大手広告代理店に就職した女性。夏休み明け、ほのかな期待を持ち、迎えた新学期になっても状況は以前と変わらなかった少女‥‥。彼女たちの安住の地は、会社や学校ではなかった。
先が見えずに、深い闇の中でもがき苦しむ時期が、誰にだってあるだろう。自分にもあった。だが、幸いにして私は、ある音楽から発せられた「メッセージ」によって救われた。それがI WiSHの【Flower】という曲である。
真実は いつもひとつだけれども
道はふたつ以上ある 大切なものを守りたいんだ ただそれだけ
一回一瞬でも 精一杯の花を咲かそう
「道」は、かならず他にもある。そこに救いの手を求めてもいい。自分にとって“大切なもの”、それだけ失わないように‥今できることからやろう。

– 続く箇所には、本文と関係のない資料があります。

use std::borrow::Cow;

use finalfusion::prelude::*;
use finalfusion::storage::{Storage, StorageView};
use finalfusion::vocab::{Vocab, WordIndex};
use ndarray::{Array1, Axis};

use crate::EmbeddingProvider;

/// Embedding provider backed by finalfusion embeddings.
///
/// finalfusion can read embeddings in its own format, as well as word2vec
/// and fastText files. Words that are not in the vocabulary (and cannot be
/// composed from subword units) are mapped to the normalized average of all
/// embeddings.
pub struct FinalfusionEmbeddings<V, S> {
    embeds: Embeddings<V, S>,
    unknown: Vec<f32>,
}

impl<V, S> FinalfusionEmbeddings<V, S> {
    /// Get the wrapped embeddings.
    pub fn embeddings(&self) -> &Embeddings<V, S> {
        &self.embeds
    }
}

impl<V, S> From<Embeddings<V, S>> for FinalfusionEmbeddings<V, S>
where
    V: Vocab,
    S: Storage,
{
    fn from(embeds: Embeddings<V, S>) -> Self {
        let mut unknown = Array1::zeros(embeds.dims());

        for (_, embed) in embeds.iter() {
            unknown += &embed;
        }

        let l2norm = unknown.dot(&unknown).sqrt();
        if l2norm != 0f32 {
            unknown /= l2norm;
        }

        FinalfusionEmbeddings {
            embeds,
            unknown: unknown.into_raw_vec(),
        }
    }
}

impl<V, S> EmbeddingProvider for FinalfusionEmbeddings<V, S>
where
    V: Vocab + Send + Sync,
    S: StorageView + Send + Sync,
{
    fn dims(&self) -> usize {
        self.embeds.dims()
    }

    fn embedding(&self, word: &str) -> Cow<[f32]> {
        // Vocabulary words are rows of the embedding matrix.
        if let Some(WordIndex::Word(idx)) = self.embeds.vocab().idx(word) {
            if let Some(embed) = self
                .embeds
                .storage()
                .view()
                .index_axis_move(Axis(0), idx)
                .into_slice()
            {
                return Cow::Borrowed(embed);
            }
        }

        // Subword embeddings are computed.
        match self.embeds.embedding(word) {
            Some(embed) => Cow::Owned(embed.to_vec()),
            None => Cow::Borrowed(&self.unknown),
        }
    }
}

私にとって“大切なもの”は書くことだった。書くことと出合い、そのときできる、精一杯の花を咲かせようと、研鑽の日々だ。その先に「真実」があるのだと、信じている。
逃げたっていい。「真実」へ通ずる道は、きっと、また別の場所にある。「幸福」は、その道を見つけられたヒトに、訪れるものなのかも知れない。